Near my old apartment on the Upper East Side is a bar that I knew served as the bar where Tom Cruise served drinks in Cocktail. Serendipity 3 was very close by on 225 E. 60th Street and Holly Golightly resided around the corner and down the street in Breakfast at Tiffany’s.
That’s where my personal tour of trivial things would start and people seemed interested. I was thinking about all of this when I landed in Austin that fateful day and that’s when the plan was hatched. How cool would it be if every semi-interesting spot and hidden gem in Manhattan was all in one place in an app that would tell you when you were walking by one of the spots?
Immediately I started to collect as many books about significant spots in the city as I could, from Black History in New York, to Movie Locations, to books about specific neighborhoods. My girlfriend Amanda and I would take walking tours of places like Chinatown, the Lower East Side and Five Points, take meticulous notes from our young guide, secretly knowing that our ultimate goal was to make his tour obsolete.
I got my friend Colin involved since he has made an app or two and knows how these things get done. Almost overnight we were set up and I just needed to input the locations into the database which would immediately be turned into a pin for our GPS-based map. I love that the map also includes bus and subway stops, that was a nice bonus I wasn’t counting on.
Not only did we get every tv and movie spot as we could, we also found historical spots, like the oldest bar in NYC, the birthplace of the gay rights movement, the first speakeasy in Harlem back in the Prohibition days, where Edgar Allen Poe once lived and hung out, and where the world’s largest cast iron bell resides (Riverside Church).
By the time I had my list, I had over 200 notable spots.
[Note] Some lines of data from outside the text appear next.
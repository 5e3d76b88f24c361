// ABOUTME: Per-user training statistics storage and computation
// ABOUTME: Body-part counts and activity minutes over weekly, monthly, and yearly windows
//
// Licensed under either of Apache License, Version 2.0 or MIT License at your option.
// Copyright ©2025 Async-IO.org

use std::collections::BTreeSet;

use anyhow::Result;
use chrono::{Duration, NaiveDate};
use repforge_core::constants::stats::{
    EXCLUDED_SECTIONS, MONTHLY_DAYS, UNKNOWN_ACTIVITY, WEEKLY_DAYS, YEARLY_DAYS,
};
use repforge_core::errors::{AppError, AppResult};
use repforge_core::models::{CountMap, UserStats};
use sqlx::{Row, SqlitePool};
use tracing::debug;

use super::{format_date, format_timestamp, now, parse_optional_timestamp, Database};

impl Database {
    /// Create the user statistics table
    pub(super) async fn migrate_stats(&self) -> Result<()> {
        self.execute_ddl(&[r"
            CREATE TABLE IF NOT EXISTS user_stats (
                user_id INTEGER PRIMARY KEY REFERENCES users(id) ON DELETE CASCADE,
                weekly_body_part TEXT NOT NULL DEFAULT '{}',
                monthly_body_part TEXT NOT NULL DEFAULT '{}',
                yearly_body_part TEXT NOT NULL DEFAULT '{}',
                weekly_activity_type TEXT NOT NULL DEFAULT '{}',
                monthly_activity_type TEXT NOT NULL DEFAULT '{}',
                yearly_activity_type TEXT NOT NULL DEFAULT '{}',
                last_updated TEXT
            )
            "])
        .await
    }
}

/// User statistics database operations
pub struct StatsManager {
    pool: SqlitePool,
}

impl StatsManager {
    /// Create a new stats manager
    #[must_use]
    pub const fn new(pool: SqlitePool) -> Self {
        Self { pool }
    }

    /// Stored statistics for a user
    ///
    /// # Errors
    ///
    /// Returns an error if the query fails or a stored map is not valid JSON
    pub async fn get_stats(&self, user_id: i64) -> AppResult<Option<UserStats>> {
        let Some(row) = sqlx::query(
            r"
            SELECT user_id, weekly_body_part, monthly_body_part, yearly_body_part,
                   weekly_activity_type, monthly_activity_type, yearly_activity_type, last_updated
            FROM user_stats WHERE user_id = $1
            ",
        )
        .bind(user_id)
        .fetch_optional(&self.pool)
        .await
        .map_err(|e| AppError::database(format!("Failed to get user stats: {e}")))?
        else {
            return Ok(None);
        };

        Ok(Some(UserStats {
            user_id: row.get("user_id"),
            weekly_body_part: decode_counts(row.get::<&str, _>("weekly_body_part"))?,
            monthly_body_part: decode_counts(row.get::<&str, _>("monthly_body_part"))?,
            yearly_body_part: decode_counts(row.get::<&str, _>("yearly_body_part"))?,
            weekly_activity_type: decode_counts(row.get::<&str, _>("weekly_activity_type"))?,
            monthly_activity_type: decode_counts(row.get::<&str, _>("monthly_activity_type"))?,
            yearly_activity_type: decode_counts(row.get::<&str, _>("yearly_activity_type"))?,
            last_updated: parse_optional_timestamp(row.get("last_updated"))?,
        }))
    }

    /// Compute and store fresh statistics for a user
    ///
    /// # Errors
    ///
    /// Returns an error if a query or write fails
    pub async fn refresh_stats(&self, user_id: i64, today: NaiveDate) -> AppResult<UserStats> {
        let stats = UserStats {
            user_id,
            weekly_body_part: self.body_part_counts(user_id, today, WEEKLY_DAYS).await?,
            monthly_body_part: self.body_part_counts(user_id, today, MONTHLY_DAYS).await?,
            yearly_body_part: self.body_part_counts(user_id, today, YEARLY_DAYS).await?,
            weekly_activity_type: self.activity_minutes(user_id, today, WEEKLY_DAYS).await?,
            monthly_activity_type: self.activity_minutes(user_id, today, MONTHLY_DAYS).await?,
            yearly_activity_type: self.activity_minutes(user_id, today, YEARLY_DAYS).await?,
            last_updated: Some(now()),
        };
        self.store_stats(&stats).await?;
        debug!(user_id, "User stats refreshed");
        Ok(stats)
    }

    async fn store_stats(&self, stats: &UserStats) -> AppResult<()> {
        sqlx::query(
            r"
            INSERT INTO user_stats
                (user_id, weekly_body_part, monthly_body_part, yearly_body_part,
                 weekly_activity_type, monthly_activity_type, yearly_activity_type, last_updated)
            VALUES ($1, $2, $3, $4, $5, $6, $7, $8)
            ON CONFLICT(user_id) DO UPDATE SET
                weekly_body_part = excluded.weekly_body_part,
                monthly_body_part = excluded.monthly_body_part,
                yearly_body_part = excluded.yearly_body_part,
                weekly_activity_type = excluded.weekly_activity_type,
                monthly_activity_type = excluded.monthly_activity_type,
                yearly_activity_type = excluded.yearly_activity_type,
                last_updated = excluded.last_updated
            ",
        )
        .bind(stats.user_id)
        .bind(encode_counts(&stats.weekly_body_part)?)
        .bind(encode_counts(&stats.monthly_body_part)?)
        .bind(encode_counts(&stats.yearly_body_part)?)
        .bind(encode_counts(&stats.weekly_activity_type)?)
        .bind(encode_counts(&stats.monthly_activity_type)?)
        .bind(encode_counts(&stats.yearly_activity_type)?)
        .bind(stats.last_updated.map(format_timestamp))
        .execute(&self.pool)
        .await
        .map_err(|e| AppError::database(format!("Failed to store user stats: {e}")))?;
        Ok(())
    }

    /// Distinct movements per completed workout, counted by primary body part
    async fn body_part_counts(&self, user_id: i64, today: NaiveDate, days: i64) -> AppResult<CountMap> {
        let excluded = EXCLUDED_SECTIONS
            .iter()
            .enumerate()
            .map(|(index, _)| format!("${}", index + 4))
            .collect::<Vec<_>>()
            .join(", ");
        let sql = format!(
            r"
            SELECT DISTINCT w.id AS workout_id, m.id AS movement_id, m.primary_body_part
            FROM workouts w
            JOIN workout_sections s ON s.workout_id = w.id
            JOIN section_movements sm ON sm.section_id = s.id
            JOIN movements m ON m.id = sm.movement_id
            WHERE w.owner_id = $1
              AND w.status = 'Completed'
              AND w.completed_date >= $2
              AND w.completed_date <= $3
              AND s.section_name NOT IN ({excluded})
            "
        );

        let mut query = sqlx::query(&sql)
            .bind(user_id)
            .bind(format_date(window_start(today, days)))
            .bind(format_date(today));
        for section in EXCLUDED_SECTIONS {
            query = query.bind(*section);
        }
        let rows = query
            .fetch_all(&self.pool)
            .await
            .map_err(|e| AppError::database(format!("Failed to count body parts: {e}")))?;

        let mut seen = BTreeSet::new();
        let mut counts = CountMap::new();
        for row in rows {
            let key: (i64, i64) = (row.get("workout_id"), row.get("movement_id"));
            let body_part: String = row.get("primary_body_part");
            if body_part.trim().is_empty() || !seen.insert(key) {
                continue;
            }
            *counts.entry(body_part).or_insert(0) += 1;
        }
        Ok(counts)
    }

    /// Completed minutes per activity type
    async fn activity_minutes(&self, user_id: i64, today: NaiveDate, days: i64) -> AppResult<CountMap> {
        let rows = sqlx::query(
            r"
            SELECT activity_type, COALESCE(SUM(duration), 0) AS minutes
            FROM workouts
            WHERE owner_id = $1
              AND status = 'Completed'
              AND completed_date >= $2
              AND completed_date <= $3
            GROUP BY activity_type
            ",
        )
        .bind(user_id)
        .bind(format_date(window_start(today, days)))
        .bind(format_date(today))
        .fetch_all(&self.pool)
        .await
        .map_err(|e| AppError::database(format!("Failed to sum activity minutes: {e}")))?;

        let mut minutes: CountMap = rows
            .iter()
            .map(|row| (row.get("activity_type"), row.get("minutes")))
            .collect();
        if minutes.is_empty() {
            minutes.insert(UNKNOWN_ACTIVITY.to_owned(), 0);
        }
        Ok(minutes)
    }
}

/// First day of the window looking back `days` days from `today`, both ends inclusive
fn window_start(today: NaiveDate, days: i64) -> NaiveDate {
    today - Duration::days(days)
}

fn encode_counts(counts: &CountMap) -> AppResult<String> {
    serde_json::to_string(counts)
        .map_err(|e| AppError::internal(format!("Failed to encode stats: {e}")))
}

fn decode_counts(raw: &str) -> AppResult<CountMap> {
    serde_json::from_str(raw)
        .map_err(|e| AppError::database(format!("Invalid stored stats map: {e}")))
}

#[cfg(test)]
mod tests {
    use super::*;

    #[test]
    fn test_window_reaches_back_full_days() {
        let today = NaiveDate::from_ymd_opt(2025, 3, 10).unwrap();
        assert_eq!(window_start(today, 7), NaiveDate::from_ymd_opt(2025, 3, 3).unwrap());
        assert_eq!(window_start(today, 30), NaiveDate::from_ymd_opt(2025, 2, 8).unwrap());
        assert_eq!(window_start(today, 365), NaiveDate::from_ymd_opt(2024, 3, 10).unwrap());
    }

    #[test]
    fn test_counts_round_trip_through_json() {
        let mut counts = CountMap::new();
        counts.insert("Legs".to_owned(), 3);
        let encoded = encode_counts(&counts).unwrap();
        assert_eq!(encoded, r#"{"Legs":3}"#);
        assert_eq!(decode_counts(&encoded).unwrap(), counts);
    }
}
Amanda did some research on her own and came up with even more. Colin came up with the brilliant idea of having “haunted” locations so I got to work researching those. Now we’re over 300 locations and there are still some walking tours we plan on taking.
I’ve learned so much about NYC in the last two months, it’s ridiculous. It’s impossible for me to walk down any Manhattan street without wondering if there’s anything significant nearby. I wish to God this app existed when I lived in New York full time and walked the streets every single day.
I have a list of dozens of buildings I want to see again for the first time and haunted places I want to check out. Now I know the locations of: the Cosby Show brownstone, where James Dean lived before he left for LA, where Humphrey Bogart grew up, where Marilyn Monroe supposedly contemplated jumping out of a window on the Upper East Side, the bar that inspired The Lost Weekend, the original factory for Nabisco, Count Basie’s lounge, where Malcolm X was shot, where the Titanic was supposed to arrive, where Andy Warhol’s factory was, the narrowest building in the city, where the Marx Brothers were brought up, the first skyscraper, where Joey Gallo was shot, where Jack Kerouac met Neal Cassady, where Robert DeNiro contemplated murdering Palatine in Taxi Driver, the apartment from The Apartment, Winkie and Blinkie’s flat in The Basketball Diaries, and just about anything that every happened in a Woody Allen movie.
As of two days ago the app is now available from Apple App Store. As much as I think New Yorkers and tourists will love it as much as I do, I have absolutely no idea how to get the word out on a large scale other than taking out a billboard in Times Square or having Ashton Kutcher tweet about it. And so this is where I’m at.